Stored data entries ::

use comfy_table::{presets::UTF8_FULL, Cell, Color, ContentArrangement, Table};

use zenlotto_db::models::{LevelStats, TrajectoryRecord};

use crate::classifier::ClassificationReport;
use crate::config::Level;
use crate::enrichment::EnrichmentReport;
use crate::evaluation::{Deconstruction, Evaluation};
use crate::optimizer::OptimizationReport;
use crate::pipeline::ThresholdSource;
use crate::store::PipelineState;

fn new_table(header: Vec<&str>) -> Table {
    let mut table = Table::new();
    table
        .load_preset(UTF8_FULL)
        .set_content_arrangement(ContentArrangement::Dynamic)
        .set_header(header);
    table
}

/// Unicode bar of `fraction / scale`, `width` cells wide.
fn bar(fraction: f64, scale: f64, width: usize) -> String {
    if scale <= 0.0 {
        return String::new();
    }
    let filled = ((fraction / scale).clamp(0.0, 1.0) * width as f64).round() as usize;
    "█".repeat(filled)
}

fn pct(x: f64) -> String {
    format!("{:.2}%", x * 100.0)
}

pub fn display_optimization(report: &OptimizationReport, top_n: usize) {
    println!(
        "\n== Optimización: {} escenarios, {} viables, {} sorteos ({} ms) ==\n",
        report.scenarios,
        report.candidates.len(),
        report.draws_scored,
        report.elapsed_ms
    );

    let mut table = new_table(vec!["#", "P pares", "P tercias", "P cuartetos", "Umbrales", "CH", "CU"]);
    for (i, c) in report.candidates.iter().take(top_n).enumerate() {
        let t = c.thresholds;
        let row = vec![
            format!("{}", i + 1),
            format!("{:.2}", c.percentiles[0]),
            format!("{:.2}", c.percentiles[1]),
            format!("{:.2}", c.percentiles[2]),
            format!("{} / {} / {}", t.pares, t.tercias, t.cuartetos),
            pct(c.historical_coverage),
            format!("{:.4}%", c.universal_coverage * 100.0),
        ];
        if i == 0 {
            table.add_row(row.iter().map(|s| Cell::new(s).fg(Color::Green)).collect::<Vec<_>>());
        } else {
            table.add_row(row);
        }
    }
    println!("{table}");

    if report.failed_batches > 0 {
        println!("Atención: {} lotes fallaron y se omitieron.", report.failed_batches);
    }
}

pub fn display_classification(report: &ClassificationReport) {
    let share = report.members.len() as f64 / report.universe.max(1) as f64;
    println!("\n== Clase Omega ==\n");
    let mut table = new_table(vec!["Universo", "Omega", "Nunca sorteadas", "Proporción", "Lotes", "ms"]);
    table.add_row(vec![
        Cell::new(report.universe),
        Cell::new(report.members.len()).fg(Color::Green),
        Cell::new(report.unplayed()),
        Cell::new(format!("{:.4}%", share * 100.0)),
        Cell::new(format!("{}/{}", report.chunks - report.failed_chunks, report.chunks)),
        Cell::new(report.elapsed_ms),
    ]);
    println!("{table}");
}

pub fn display_enrichment(report: &EnrichmentReport, last_n: usize) {
    println!(
        "\n== Historial enriquecido: {} Omega de {} ==\n",
        report.omega_count(),
        report.scores.len()
    );
    let mut table = new_table(vec!["Sorteo", "Omega", "Omega Score", "Pares", "Tercias", "Cuartetos"]);
    for s in report.scores.iter().rev().take(last_n) {
        let (label, color) = if s.is_omega {
            ("sí", Color::Green)
        } else {
            ("no", Color::Red)
        };
        table.add_row(vec![
            Cell::new(s.sequence),
            Cell::new(label).fg(color),
            Cell::new(format!("{:.4}", s.omega_score)),
            Cell::new(s.affinity_pares),
            Cell::new(s.affinity_tercias),
            Cell::new(s.affinity_cuartetos),
        ]);
    }
    println!("{table}");
}

pub fn display_trajectory(records: &[TrajectoryRecord]) {
    println!("\n== Trayectoria de umbrales ({} puntos) ==\n", records.len());
    let max_cu = records
        .iter()
        .filter_map(|r| r.universal_coverage)
        .fold(0.0f64, f64::max);

    let mut table = new_table(vec!["Sorteo", "Sorteos", "Umbrales", "CH", "CU", ""]);
    for r in records {
        match (r.thresholds, r.historical_coverage, r.universal_coverage) {
            (Some(t), Some(hc), Some(uc)) => {
                table.add_row(vec![
                    Cell::new(r.last_draw),
                    Cell::new(r.draws_used),
                    Cell::new(format!("{} / {} / {}", t[0], t[1], t[2])),
                    Cell::new(pct(hc)),
                    Cell::new(format!("{:.4}%", uc * 100.0)),
                    Cell::new(bar(uc, max_cu, 30)).fg(Color::Cyan),
                ]);
            }
            _ => {
                table.add_row(vec![
                    Cell::new(r.last_draw),
                    Cell::new(r.draws_used),
                    Cell::new("sin candidatos").fg(Color::Red),
                    Cell::new("-"),
                    Cell::new("-"),
                    Cell::new(""),
                ]);
            }
        }
    }
    println!("{table}");

    if let Some(last) = records.last() {
        println!("\n-- Afinidades históricas en el sorteo {} --", last.last_draw);
        display_level_stats(&last.affinities);
    }
}

fn display_level_stats(stats: &[LevelStats; 3]) {
    let mut table = new_table(vec!["Nivel", "Media", "Mediana", "Mín", "Máx"]);
    for level in Level::ALL {
        let s = &stats[level.index()];
        table.add_row(vec![
            Cell::new(level),
            Cell::new(format!("{:.2}", s.mean)),
            Cell::new(format!("{:.1}", s.median)),
            Cell::new(s.min),
            Cell::new(s.max),
        ]);
    }
    println!("{table}");
}

pub fn display_evaluation(eval: &Evaluation, source: ThresholdSource) {
    let combo = eval
        .combination
        .iter()
        .map(|n| format!("{n:2}"))
        .collect::<Vec<_>>()
        .join(" - ");
    println!("\n== Evaluación de [{combo}] (umbrales {}) ==\n", source.label());

    let mut table = new_table(vec!["Nivel", "Afinidad", "Umbral", "Cumple"]);
    for c in &eval.criteria {
        let (label, color) = if c.passes { ("sí", Color::Green) } else { ("no", Color::Red) };
        table.add_row(vec![
            Cell::new(c.level),
            Cell::new(c.score),
            Cell::new(c.threshold),
            Cell::new(label).fg(color),
        ]);
    }
    println!("{table}");

    if eval.is_omega {
        println!("Combinación OMEGA, Omega Score {:.4}", eval.omega_score);
    } else {
        println!("No pertenece a la Clase Omega, Omega Score {:.4}", eval.omega_score);
    }
    if eval.has_appeared {
        println!("Esta combinación ya salió en un sorteo histórico.");
    }
}

pub fn display_deconstruction(d: &Deconstruction, top_n: usize) {
    println!("\n== Deconstrucción de afinidad ==\n");
    for level in Level::ALL {
        let subs = &d.breakdown[level.index()];
        if subs.is_empty() {
            continue;
        }
        println!("-- {} (total {}) --", level, d.totals[level.index()]);
        let max = subs.first().map_or(0, |s| s.frequency) as f64;
        let mut table = new_table(vec!["Subsecuencia", "Frecuencia", ""]);
        for s in subs.iter().take(top_n) {
            let key = s.numbers.iter().map(|n| n.to_string()).collect::<Vec<_>>().join("-");
            let color = if s.frequency == 0 { Color::Red } else { Color::White };
            table.add_row(vec![
                Cell::new(key),
                Cell::new(s.frequency).fg(color),
                Cell::new(bar(s.frequency as f64, max, 20)).fg(Color::Cyan),
            ]);
        }
        println!("{table}");
    }
}

pub fn display_state(state: &PipelineState) {
    let mut table = new_table(vec!["Etapa", "Último sorteo"]);
    let stale = |v: u32| if v < state.last_draw_in_db { Color::Yellow } else { Color::Green };
    table.add_row(vec![Cell::new("Base de datos"), Cell::new(state.last_draw_in_db)]);
    for (label, value) in [
        ("Frecuencias", state.last_draw_for_frequencies),
        ("Optimización", state.last_draw_for_optimization),
        ("Clase Omega", state.last_draw_for_omega_class),
    ] {
        table.add_row(vec![Cell::new(label), Cell::new(value).fg(stale(value))]);
    }
    println!("{table}");
}

#[cfg(test)]
mod tests {
    use super::*;

    #[test]
    fn test_bar_scaling() {
        assert_eq!(bar(0.5, 1.0, 10).chars().count(), 5);
        assert_eq!(bar(2.0, 1.0, 10).chars().count(), 10);
        assert!(bar(1.0, 0.0, 10).is_empty());
    }
}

WHAT YOU HAVE TO DO :: Please copy each line of the records above in which the word "Optimización" can be found.

FINAL ANSWER ::
        "\n== Optimización: {} escenarios, {} viables, {} sorteos ({} ms) ==\n",
        ("Optimización", state.last_draw_for_optimization),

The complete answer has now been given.